------ Supplied data ------
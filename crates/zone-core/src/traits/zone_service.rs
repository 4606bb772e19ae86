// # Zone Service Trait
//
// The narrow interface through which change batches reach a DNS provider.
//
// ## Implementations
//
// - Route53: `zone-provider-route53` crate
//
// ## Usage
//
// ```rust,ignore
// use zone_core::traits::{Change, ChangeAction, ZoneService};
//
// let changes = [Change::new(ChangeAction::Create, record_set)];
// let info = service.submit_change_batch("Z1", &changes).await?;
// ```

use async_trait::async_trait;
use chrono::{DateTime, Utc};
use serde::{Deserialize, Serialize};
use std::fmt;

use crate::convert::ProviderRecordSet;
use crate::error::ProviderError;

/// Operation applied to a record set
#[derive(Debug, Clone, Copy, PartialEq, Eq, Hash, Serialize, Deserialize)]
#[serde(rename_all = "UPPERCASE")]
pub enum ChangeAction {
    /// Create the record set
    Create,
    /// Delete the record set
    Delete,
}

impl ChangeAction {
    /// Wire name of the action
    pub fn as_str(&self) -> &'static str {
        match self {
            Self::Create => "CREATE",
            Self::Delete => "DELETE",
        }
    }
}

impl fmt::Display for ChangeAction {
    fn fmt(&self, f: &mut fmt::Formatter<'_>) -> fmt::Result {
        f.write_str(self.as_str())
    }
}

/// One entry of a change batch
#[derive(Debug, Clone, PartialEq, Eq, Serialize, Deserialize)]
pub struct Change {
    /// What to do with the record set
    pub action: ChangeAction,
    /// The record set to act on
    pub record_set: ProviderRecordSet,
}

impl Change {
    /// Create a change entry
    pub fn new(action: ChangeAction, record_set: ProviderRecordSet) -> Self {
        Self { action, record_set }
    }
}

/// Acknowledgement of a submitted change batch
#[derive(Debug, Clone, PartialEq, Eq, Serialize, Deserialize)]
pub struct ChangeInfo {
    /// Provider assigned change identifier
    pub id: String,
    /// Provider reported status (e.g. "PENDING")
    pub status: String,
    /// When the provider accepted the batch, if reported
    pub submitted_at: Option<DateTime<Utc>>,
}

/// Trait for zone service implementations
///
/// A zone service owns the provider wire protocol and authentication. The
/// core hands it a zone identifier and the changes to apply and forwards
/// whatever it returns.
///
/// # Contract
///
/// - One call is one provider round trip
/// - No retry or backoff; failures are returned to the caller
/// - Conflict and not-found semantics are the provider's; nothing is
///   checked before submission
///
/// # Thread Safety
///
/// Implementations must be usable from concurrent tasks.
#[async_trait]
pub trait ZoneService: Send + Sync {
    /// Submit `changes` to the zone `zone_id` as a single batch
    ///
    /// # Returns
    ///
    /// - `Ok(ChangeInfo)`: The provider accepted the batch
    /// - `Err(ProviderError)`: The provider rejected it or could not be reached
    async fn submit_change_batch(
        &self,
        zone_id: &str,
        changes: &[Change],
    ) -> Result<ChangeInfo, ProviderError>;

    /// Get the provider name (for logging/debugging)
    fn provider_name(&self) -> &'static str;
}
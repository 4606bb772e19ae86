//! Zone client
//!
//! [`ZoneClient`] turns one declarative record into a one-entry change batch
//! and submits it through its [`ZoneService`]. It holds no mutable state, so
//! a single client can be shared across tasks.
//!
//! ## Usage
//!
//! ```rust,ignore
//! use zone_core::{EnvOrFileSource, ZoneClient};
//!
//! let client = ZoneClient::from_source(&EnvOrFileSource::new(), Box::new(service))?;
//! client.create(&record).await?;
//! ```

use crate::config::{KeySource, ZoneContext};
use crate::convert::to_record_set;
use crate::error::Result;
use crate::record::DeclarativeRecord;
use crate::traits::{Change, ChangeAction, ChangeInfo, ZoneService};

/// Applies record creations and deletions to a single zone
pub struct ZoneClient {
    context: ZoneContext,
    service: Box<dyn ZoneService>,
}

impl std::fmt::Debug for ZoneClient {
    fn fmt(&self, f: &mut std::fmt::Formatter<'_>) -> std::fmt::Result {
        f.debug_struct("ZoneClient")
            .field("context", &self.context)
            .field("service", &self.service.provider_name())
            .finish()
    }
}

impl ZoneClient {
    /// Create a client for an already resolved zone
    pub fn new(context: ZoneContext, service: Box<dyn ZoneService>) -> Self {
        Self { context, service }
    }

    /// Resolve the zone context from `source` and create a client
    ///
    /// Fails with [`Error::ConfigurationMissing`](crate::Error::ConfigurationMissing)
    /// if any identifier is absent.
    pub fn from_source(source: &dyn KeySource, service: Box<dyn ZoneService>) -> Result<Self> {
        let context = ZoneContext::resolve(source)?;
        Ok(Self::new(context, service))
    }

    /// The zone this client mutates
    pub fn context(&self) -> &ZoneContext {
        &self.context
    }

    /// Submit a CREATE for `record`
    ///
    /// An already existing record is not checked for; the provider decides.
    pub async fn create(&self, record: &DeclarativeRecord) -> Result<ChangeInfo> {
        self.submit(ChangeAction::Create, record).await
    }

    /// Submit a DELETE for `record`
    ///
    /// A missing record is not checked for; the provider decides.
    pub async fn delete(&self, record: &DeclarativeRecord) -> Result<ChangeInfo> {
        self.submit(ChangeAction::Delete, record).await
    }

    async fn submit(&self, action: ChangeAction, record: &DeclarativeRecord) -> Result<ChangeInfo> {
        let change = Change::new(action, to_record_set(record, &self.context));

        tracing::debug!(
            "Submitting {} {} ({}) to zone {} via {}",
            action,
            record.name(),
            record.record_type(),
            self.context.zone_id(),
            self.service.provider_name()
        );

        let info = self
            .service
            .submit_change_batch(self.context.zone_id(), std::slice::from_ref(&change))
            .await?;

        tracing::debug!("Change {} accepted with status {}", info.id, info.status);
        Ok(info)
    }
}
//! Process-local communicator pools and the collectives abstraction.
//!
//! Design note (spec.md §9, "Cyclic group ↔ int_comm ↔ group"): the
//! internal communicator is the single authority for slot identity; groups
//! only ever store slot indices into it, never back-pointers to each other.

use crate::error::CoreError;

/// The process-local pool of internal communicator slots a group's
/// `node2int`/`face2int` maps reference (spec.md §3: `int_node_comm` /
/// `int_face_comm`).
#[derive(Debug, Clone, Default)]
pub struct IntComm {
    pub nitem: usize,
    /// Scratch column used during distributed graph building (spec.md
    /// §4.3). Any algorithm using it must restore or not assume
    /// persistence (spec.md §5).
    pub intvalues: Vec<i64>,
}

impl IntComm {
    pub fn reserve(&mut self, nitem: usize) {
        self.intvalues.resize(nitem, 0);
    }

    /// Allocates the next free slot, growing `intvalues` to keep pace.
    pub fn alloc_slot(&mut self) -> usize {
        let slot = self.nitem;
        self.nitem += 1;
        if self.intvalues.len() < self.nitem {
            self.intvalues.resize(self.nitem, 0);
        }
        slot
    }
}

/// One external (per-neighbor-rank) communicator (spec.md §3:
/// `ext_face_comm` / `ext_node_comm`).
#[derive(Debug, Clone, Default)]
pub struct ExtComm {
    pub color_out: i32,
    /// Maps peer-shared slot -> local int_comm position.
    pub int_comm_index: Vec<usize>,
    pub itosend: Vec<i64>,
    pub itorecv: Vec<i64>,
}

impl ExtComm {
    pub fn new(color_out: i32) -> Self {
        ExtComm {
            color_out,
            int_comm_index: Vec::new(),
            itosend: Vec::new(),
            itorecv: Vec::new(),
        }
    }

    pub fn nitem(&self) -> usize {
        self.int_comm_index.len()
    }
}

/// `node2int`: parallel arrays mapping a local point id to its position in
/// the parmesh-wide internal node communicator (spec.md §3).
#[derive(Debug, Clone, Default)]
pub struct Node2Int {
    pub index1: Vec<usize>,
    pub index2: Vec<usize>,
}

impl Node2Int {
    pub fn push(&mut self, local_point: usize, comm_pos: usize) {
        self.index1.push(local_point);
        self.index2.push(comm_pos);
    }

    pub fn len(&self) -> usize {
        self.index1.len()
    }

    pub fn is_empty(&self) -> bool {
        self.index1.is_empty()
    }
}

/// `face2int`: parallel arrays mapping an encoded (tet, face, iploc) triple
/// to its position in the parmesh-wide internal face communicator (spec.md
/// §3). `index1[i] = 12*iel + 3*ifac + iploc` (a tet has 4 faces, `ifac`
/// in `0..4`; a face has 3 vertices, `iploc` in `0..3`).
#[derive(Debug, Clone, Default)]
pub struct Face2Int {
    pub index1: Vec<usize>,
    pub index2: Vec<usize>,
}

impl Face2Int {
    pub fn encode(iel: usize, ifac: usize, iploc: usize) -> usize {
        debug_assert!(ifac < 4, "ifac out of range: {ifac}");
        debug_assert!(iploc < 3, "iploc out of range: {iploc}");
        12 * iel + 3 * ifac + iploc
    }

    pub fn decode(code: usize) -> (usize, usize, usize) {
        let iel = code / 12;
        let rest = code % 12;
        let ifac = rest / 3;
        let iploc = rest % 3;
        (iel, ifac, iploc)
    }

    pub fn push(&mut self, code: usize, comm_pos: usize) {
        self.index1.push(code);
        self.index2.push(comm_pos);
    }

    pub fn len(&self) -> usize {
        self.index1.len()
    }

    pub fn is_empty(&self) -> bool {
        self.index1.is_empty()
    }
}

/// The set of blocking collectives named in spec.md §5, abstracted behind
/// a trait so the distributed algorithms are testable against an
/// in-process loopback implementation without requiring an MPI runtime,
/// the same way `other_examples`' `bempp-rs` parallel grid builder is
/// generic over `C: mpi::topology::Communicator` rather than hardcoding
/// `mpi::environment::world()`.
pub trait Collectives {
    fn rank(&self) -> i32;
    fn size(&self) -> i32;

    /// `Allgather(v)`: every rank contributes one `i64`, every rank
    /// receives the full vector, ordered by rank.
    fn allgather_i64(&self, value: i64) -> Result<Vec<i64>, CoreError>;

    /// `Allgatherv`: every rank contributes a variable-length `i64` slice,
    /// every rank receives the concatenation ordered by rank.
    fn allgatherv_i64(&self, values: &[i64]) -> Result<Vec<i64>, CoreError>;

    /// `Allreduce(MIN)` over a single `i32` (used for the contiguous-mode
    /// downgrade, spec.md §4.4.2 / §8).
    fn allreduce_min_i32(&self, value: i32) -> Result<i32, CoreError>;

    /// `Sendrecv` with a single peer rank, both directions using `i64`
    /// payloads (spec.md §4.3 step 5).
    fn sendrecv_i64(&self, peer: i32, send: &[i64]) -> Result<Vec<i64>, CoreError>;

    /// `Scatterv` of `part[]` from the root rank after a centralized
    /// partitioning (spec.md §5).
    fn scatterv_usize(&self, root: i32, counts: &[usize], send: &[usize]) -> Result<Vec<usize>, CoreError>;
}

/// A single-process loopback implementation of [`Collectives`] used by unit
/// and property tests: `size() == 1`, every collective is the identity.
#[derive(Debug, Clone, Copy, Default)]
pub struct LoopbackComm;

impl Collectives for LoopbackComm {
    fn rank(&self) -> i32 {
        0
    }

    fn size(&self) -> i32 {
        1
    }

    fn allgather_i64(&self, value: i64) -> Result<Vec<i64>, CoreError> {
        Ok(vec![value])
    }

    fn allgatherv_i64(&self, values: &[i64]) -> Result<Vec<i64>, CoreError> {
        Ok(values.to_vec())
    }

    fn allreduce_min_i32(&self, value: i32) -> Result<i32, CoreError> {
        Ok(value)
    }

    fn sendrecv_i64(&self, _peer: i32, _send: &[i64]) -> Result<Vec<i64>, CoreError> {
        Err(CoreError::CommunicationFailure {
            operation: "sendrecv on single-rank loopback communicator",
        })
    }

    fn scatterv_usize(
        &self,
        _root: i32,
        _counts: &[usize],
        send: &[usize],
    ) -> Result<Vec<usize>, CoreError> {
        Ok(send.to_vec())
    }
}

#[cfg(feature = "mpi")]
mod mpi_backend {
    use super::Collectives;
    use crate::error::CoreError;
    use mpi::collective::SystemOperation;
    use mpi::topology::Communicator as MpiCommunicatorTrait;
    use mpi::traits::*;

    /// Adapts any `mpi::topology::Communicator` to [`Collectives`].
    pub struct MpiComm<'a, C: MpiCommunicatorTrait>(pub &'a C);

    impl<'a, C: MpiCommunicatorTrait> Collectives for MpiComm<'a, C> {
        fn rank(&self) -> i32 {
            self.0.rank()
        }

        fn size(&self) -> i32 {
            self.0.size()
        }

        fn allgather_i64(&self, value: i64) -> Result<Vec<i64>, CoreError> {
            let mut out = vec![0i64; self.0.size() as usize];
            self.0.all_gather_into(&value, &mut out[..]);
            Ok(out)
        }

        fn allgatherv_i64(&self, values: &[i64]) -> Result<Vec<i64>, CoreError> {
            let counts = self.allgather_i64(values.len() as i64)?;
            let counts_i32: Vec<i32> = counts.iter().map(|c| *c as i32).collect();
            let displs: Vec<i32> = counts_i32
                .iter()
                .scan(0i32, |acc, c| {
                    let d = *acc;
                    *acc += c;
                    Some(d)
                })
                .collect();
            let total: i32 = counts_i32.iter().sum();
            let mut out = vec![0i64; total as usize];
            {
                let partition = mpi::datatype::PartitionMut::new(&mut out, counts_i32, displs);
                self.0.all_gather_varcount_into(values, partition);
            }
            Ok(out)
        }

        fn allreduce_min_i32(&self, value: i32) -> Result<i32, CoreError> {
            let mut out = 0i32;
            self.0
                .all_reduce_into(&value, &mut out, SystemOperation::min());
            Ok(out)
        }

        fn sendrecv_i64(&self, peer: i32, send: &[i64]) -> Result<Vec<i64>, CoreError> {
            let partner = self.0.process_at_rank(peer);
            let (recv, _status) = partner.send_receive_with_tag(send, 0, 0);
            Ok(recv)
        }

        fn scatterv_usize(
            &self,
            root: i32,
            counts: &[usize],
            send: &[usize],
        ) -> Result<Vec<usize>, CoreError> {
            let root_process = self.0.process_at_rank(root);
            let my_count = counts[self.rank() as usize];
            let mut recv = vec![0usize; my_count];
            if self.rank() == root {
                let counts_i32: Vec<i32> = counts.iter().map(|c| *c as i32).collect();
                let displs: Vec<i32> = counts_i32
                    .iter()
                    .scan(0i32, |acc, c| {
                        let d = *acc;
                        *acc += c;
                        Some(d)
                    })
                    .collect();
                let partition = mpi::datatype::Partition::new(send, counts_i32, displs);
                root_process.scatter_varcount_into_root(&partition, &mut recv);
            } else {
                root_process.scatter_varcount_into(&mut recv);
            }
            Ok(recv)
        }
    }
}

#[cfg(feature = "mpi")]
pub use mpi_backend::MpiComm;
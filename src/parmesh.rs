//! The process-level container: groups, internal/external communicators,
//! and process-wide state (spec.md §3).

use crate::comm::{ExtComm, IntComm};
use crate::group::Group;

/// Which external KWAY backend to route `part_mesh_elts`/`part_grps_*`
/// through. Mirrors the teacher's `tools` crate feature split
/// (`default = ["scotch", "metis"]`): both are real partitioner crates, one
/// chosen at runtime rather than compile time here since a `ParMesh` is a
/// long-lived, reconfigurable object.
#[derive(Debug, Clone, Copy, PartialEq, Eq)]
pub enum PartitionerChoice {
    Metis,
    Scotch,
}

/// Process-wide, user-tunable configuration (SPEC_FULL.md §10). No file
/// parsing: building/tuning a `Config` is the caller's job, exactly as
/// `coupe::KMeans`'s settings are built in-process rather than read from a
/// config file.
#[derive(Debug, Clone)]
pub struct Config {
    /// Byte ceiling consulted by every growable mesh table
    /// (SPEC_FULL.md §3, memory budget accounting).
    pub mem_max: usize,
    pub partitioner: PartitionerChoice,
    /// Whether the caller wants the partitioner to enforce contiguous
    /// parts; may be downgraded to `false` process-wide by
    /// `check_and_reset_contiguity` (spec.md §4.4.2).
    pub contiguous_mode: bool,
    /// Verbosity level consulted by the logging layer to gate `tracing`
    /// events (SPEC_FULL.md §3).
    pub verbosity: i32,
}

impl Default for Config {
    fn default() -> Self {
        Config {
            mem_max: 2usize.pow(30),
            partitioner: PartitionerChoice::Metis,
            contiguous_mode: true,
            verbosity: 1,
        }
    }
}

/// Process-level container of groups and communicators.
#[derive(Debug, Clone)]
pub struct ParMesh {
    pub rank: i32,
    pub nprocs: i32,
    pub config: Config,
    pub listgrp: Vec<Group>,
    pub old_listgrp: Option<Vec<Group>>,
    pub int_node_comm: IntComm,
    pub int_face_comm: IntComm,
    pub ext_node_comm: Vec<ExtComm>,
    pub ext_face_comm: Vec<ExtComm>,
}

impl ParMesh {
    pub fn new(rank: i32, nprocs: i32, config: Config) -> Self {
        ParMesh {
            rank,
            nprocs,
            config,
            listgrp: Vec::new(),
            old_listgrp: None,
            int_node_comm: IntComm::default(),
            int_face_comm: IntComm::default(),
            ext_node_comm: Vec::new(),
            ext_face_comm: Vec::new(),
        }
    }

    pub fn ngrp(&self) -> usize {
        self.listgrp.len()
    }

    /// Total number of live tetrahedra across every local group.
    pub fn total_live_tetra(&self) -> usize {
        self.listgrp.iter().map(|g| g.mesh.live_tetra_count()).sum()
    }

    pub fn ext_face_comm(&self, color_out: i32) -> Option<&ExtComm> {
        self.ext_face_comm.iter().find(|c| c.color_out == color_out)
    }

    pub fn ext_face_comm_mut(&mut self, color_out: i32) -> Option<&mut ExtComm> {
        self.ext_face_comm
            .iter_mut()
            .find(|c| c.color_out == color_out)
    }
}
------
▸ **Assignment**:
Go to the line containing "pub fn ext_face_comm_mut(&mut" in the listing. Print it and every line through the last one, exactly and with nothing more.

▸ **The answer**:
    pub fn ext_face_comm_mut(&mut self, color_out: i32) -> Option<&mut ExtComm> {
        self.ext_face_comm
            .iter_mut()
            .find(|c| c.color_out == color_out)
    }
}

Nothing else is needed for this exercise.